//! Service bootstrap and lifecycle.
//!
//! A [`Shell`] wraps one [`Service`] and drives it through its life:
//!
//! ```text
//! read config ─► init logging ─► start ─► register routes ─► bind ─► serve
//!                                  │                                   │
//!                               failure                         SIGTERM/SIGINT
//!                                  ▼                                   ▼
//!                                stop                close public, close private
//!                                                                      ▼
//!                                                                    stop
//! ```

use std::future::Future;
use std::sync::Arc;

use tokio_util::sync::CancellationToken;

use crate::config::{Config, Settings};
use crate::error::{BoxError, Error};
use crate::health::HealthCheck;
use crate::logging::{self, LogLevel};
use crate::server::shutdown_signal;
use crate::surface::Surface;

/// The application a [`Shell`] hosts.
///
/// ```rust
/// use berth::{BoxError, Context, Error, HttpError, Route, Service, Surface};
///
/// struct Users;
///
/// async fn get_user(ctx: Context) -> Result<String, HttpError> {
///     Ok(ctx.id().unwrap_or_default().to_owned())
/// }
///
/// impl Service for Users {
///     async fn start(&self) -> Result<bool, BoxError> {
///         Ok(true)
///     }
///
///     fn routes(&self, surface: &mut Surface) -> Result<(), Error> {
///         surface.add(Route::simple_read("/users", get_user))
///     }
/// }
/// ```
pub trait Service: Send + Sync + 'static {
    /// Acquire resources. `Ok(false)` or an error aborts startup.
    fn start(&self) -> impl Future<Output = Result<bool, BoxError>> + Send;

    /// Release resources. Runs after the listeners close, and after a
    /// failed start.
    fn stop(&self) -> impl Future<Output = ()> + Send {
        async {}
    }

    /// Backs the health route on both listeners.
    fn health_check(&self) -> impl Future<Output = Result<bool, BoxError>> + Send {
        async { Ok(true) }
    }

    /// Registers the service's routes.
    fn routes(&self, surface: &mut Surface) -> Result<(), Error> {
        let _ = surface;
        Ok(())
    }
}

pub struct Shell<S> {
    name: String,
    service: Arc<S>,
    config: Config,
    testing: bool,
    http: bool,
    shutdown: CancellationToken,
}

impl<S: Service> Shell<S> {
    /// Configuration is read from `{NAME}_*` environment variables.
    pub fn new(name: &str, service: S) -> Self {
        Self {
            name: name.to_owned(),
            service: Arc::new(service),
            config: Config::from_env(name),
            testing: false,
            http: true,
            shutdown: CancellationToken::new(),
        }
    }

    pub fn with_config(mut self, config: Config) -> Self {
        self.config = config;
        self
    }

    /// In testing mode a failed start returns an error instead of exiting
    /// the process, and no signal handlers are installed.
    pub fn testing(mut self, testing: bool) -> Self {
        self.testing = testing;
        self
    }

    /// Skip the listeners entirely.
    pub fn without_http(mut self) -> Self {
        self.http = false;
        self
    }

    pub fn name(&self) -> &str { &self.name }
    pub fn config(&self) -> &Config { &self.config }
    pub fn service(&self) -> &Arc<S> { &self.service }

    /// Cancelling this token shuts the shell down as a signal would.
    pub fn shutdown_token(&self) -> CancellationToken {
        self.shutdown.clone()
    }

    /// Runs the service until shutdown.
    pub async fn run(self) -> Result<(), Error> {
        let settings = Settings::from_config(&self.config)?;
        logging::init(
            settings.log_level,
            settings.log_timestamp,
            settings.log_timestamp_format.as_deref(),
        );
        if let Some(raw) = self.config.lookup("LOG_LEVEL") {
            if raw.parse::<LogLevel>().is_err() {
                tracing::warn!(value = raw, "unknown LOG_LEVEL, using {}", LogLevel::default());
            }
        }

        crate::startup!(service = %self.name, version = env!("CARGO_PKG_VERSION"), "starting");
        settings.check_tls()?;

        match self.service.start().await {
            Ok(true) => {}
            Ok(false) => return self.abort("start hook returned false".to_owned()).await,
            Err(e) => return self.abort(e.to_string()).await,
        }
        crate::startup!(service = %self.name, "started");

        let listening = match self.surface(&settings) {
            Ok(surface) => surface.bind().await,
            Err(e) => Err(e),
        };
        let listening = match listening {
            Ok(l) => l,
            Err(e) => {
                self.service.stop().await;
                return Err(e);
            }
        };

        if !self.testing {
            let token = self.shutdown.clone();
            tokio::spawn(async move {
                shutdown_signal().await;
                crate::startup!("shutdown signal received");
                token.cancel();
            });
        }

        listening.serve(self.shutdown.clone()).await;

        crate::startup!(service = %self.name, "stopping");
        self.service.stop().await;
        crate::startup!(service = %self.name, "stopped");
        Ok(())
    }

    fn surface(&self, settings: &Settings) -> Result<Surface, Error> {
        let service = Arc::clone(&self.service);
        let health = HealthCheck::new(move || {
            let service = Arc::clone(&service);
            async move { service.health_check().await }
        });

        let mut surface = Surface::new(settings, health)?;
        if !self.http {
            surface.disable();
        }
        self.service.routes(&mut surface)?;
        Ok(surface)
    }

    async fn abort(&self, reason: String) -> Result<(), Error> {
        crate::force!(service = %self.name, reason = %reason, "startup failed, stopping");
        self.service.stop().await;
        if !self.testing {
            std::process::exit(1);
        }
        Err(Error::StartupFailure(reason))
    }
}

----

TASK BRIEF> An exact restatement of all the entries above is needed.

WRITTEN SOLUTION>
//! Service bootstrap and lifecycle.
//!
//! A [`Shell`] wraps one [`Service`] and drives it through its life:
//!
//! ```text
//! read config ─► init logging ─► start ─► register routes ─► bind ─► serve
//!                                  │                                   │
//!                               failure                         SIGTERM/SIGINT
//!                                  ▼                                   ▼
//!                                stop                close public, close private
//!                                                                      ▼
//!                                                                    stop
//! ```

use std::future::Future;
use std::sync::Arc;

use tokio_util::sync::CancellationToken;

use crate::config::{Config, Settings};
use crate::error::{BoxError, Error};
use crate::health::HealthCheck;
use crate::logging::{self, LogLevel};
use crate::server::shutdown_signal;
use crate::surface::Surface;

/// The application a [`Shell`] hosts.
///
/// ```rust
/// use berth::{BoxError, Context, Error, HttpError, Route, Service, Surface};
///
/// struct Users;
///
/// async fn get_user(ctx: Context) -> Result<String, HttpError> {
///     Ok(ctx.id().unwrap_or_default().to_owned())
/// }
///
/// impl Service for Users {
///     async fn start(&self) -> Result<bool, BoxError> {
///         Ok(true)
///     }
///
///     fn routes(&self, surface: &mut Surface) -> Result<(), Error> {
///         surface.add(Route::simple_read("/users", get_user))
///     }
/// }
/// ```
pub trait Service: Send + Sync + 'static {
    /// Acquire resources. `Ok(false)` or an error aborts startup.
    fn start(&self) -> impl Future<Output = Result<bool, BoxError>> + Send;

    /// Release resources. Runs after the listeners close, and after a
    /// failed start.
    fn stop(&self) -> impl Future<Output = ()> + Send {
        async {}
    }

    /// Backs the health route on both listeners.
    fn health_check(&self) -> impl Future<Output = Result<bool, BoxError>> + Send {
        async { Ok(true) }
    }

    /// Registers the service's routes.
    fn routes(&self, surface: &mut Surface) -> Result<(), Error> {
        let _ = surface;
        Ok(())
    }
}

pub struct Shell<S> {
    name: String,
    service: Arc<S>,
    config: Config,
    testing: bool,
    http: bool,
    shutdown: CancellationToken,
}

impl<S: Service> Shell<S> {
    /// Configuration is read from `{NAME}_*` environment variables.
    pub fn new(name: &str, service: S) -> Self {
        Self {
            name: name.to_owned(),
            service: Arc::new(service),
            config: Config::from_env(name),
            testing: false,
            http: true,
            shutdown: CancellationToken::new(),
        }
    }

    pub fn with_config(mut self, config: Config) -> Self {
        self.config = config;
        self
    }

    /// In testing mode a failed start returns an error instead of exiting
    /// the process, and no signal handlers are installed.
    pub fn testing(mut self, testing: bool) -> Self {
        self.testing = testing;
        self
    }

    /// Skip the listeners entirely.
    pub fn without_http(mut self) -> Self {
        self.http = false;
        self
    }

    pub fn name(&self) -> &str { &self.name }
    pub fn config(&self) -> &Config { &self.config }
    pub fn service(&self) -> &Arc<S> { &self.service }

    /// Cancelling this token shuts the shell down as a signal would.
    pub fn shutdown_token(&self) -> CancellationToken {
        self.shutdown.clone()
    }

    /// Runs the service until shutdown.
    pub async fn run(self) -> Result<(), Error> {
        let settings = Settings::from_config(&self.config)?;
        logging::init(
            settings.log_level,
            settings.log_timestamp,
            settings.log_timestamp_format.as_deref(),
        );
        if let Some(raw) = self.config.lookup("LOG_LEVEL") {
            if raw.parse::<LogLevel>().is_err() {
                tracing::warn!(value = raw, "unknown LOG_LEVEL, using {}", LogLevel::default());
            }
        }

        crate::startup!(service = %self.name, version = env!("CARGO_PKG_VERSION"), "starting");
        settings.check_tls()?;

        match self.service.start().await {
            Ok(true) => {}
            Ok(false) => return self.abort("start hook returned false".to_owned()).await,
            Err(e) => return self.abort(e.to_string()).await,
        }
        crate::startup!(service = %self.name, "started");

        let listening = match self.surface(&settings) {
            Ok(surface) => surface.bind().await,
            Err(e) => Err(e),
        };
        let listening = match listening {
            Ok(l) => l,
            Err(e) => {
                self.service.stop().await;
                return Err(e);
            }
        };

        if !self.testing {
            let token = self.shutdown.clone();
            tokio::spawn(async move {
                shutdown_signal().await;
                crate::startup!("shutdown signal received");
                token.cancel();
            });
        }

        listening.serve(self.shutdown.clone()).await;

        crate::startup!(service = %self.name, "stopping");
        self.service.stop().await;
        crate::startup!(service = %self.name, "stopped");
        Ok(())
    }

    fn surface(&self, settings: &Settings) -> Result<Surface, Error> {
        let service = Arc::clone(&self.service);
        let health = HealthCheck::new(move || {
            let service = Arc::clone(&service);
            async move { service.health_check().await }
        });

        let mut surface = Surface::new(settings, health)?;
        if !self.http {
            surface.disable();
        }
        self.service.routes(&mut surface)?;
        Ok(surface)
    }

    async fn abort(&self, reason: String) -> Result<(), Error> {
        crate::force!(service = %self.name, reason = %reason, "startup failed, stopping");
        self.service.stop().await;
        if !self.testing {
            std::process::exit(1);
        }
        Err(Error::StartupFailure(reason))
    }
}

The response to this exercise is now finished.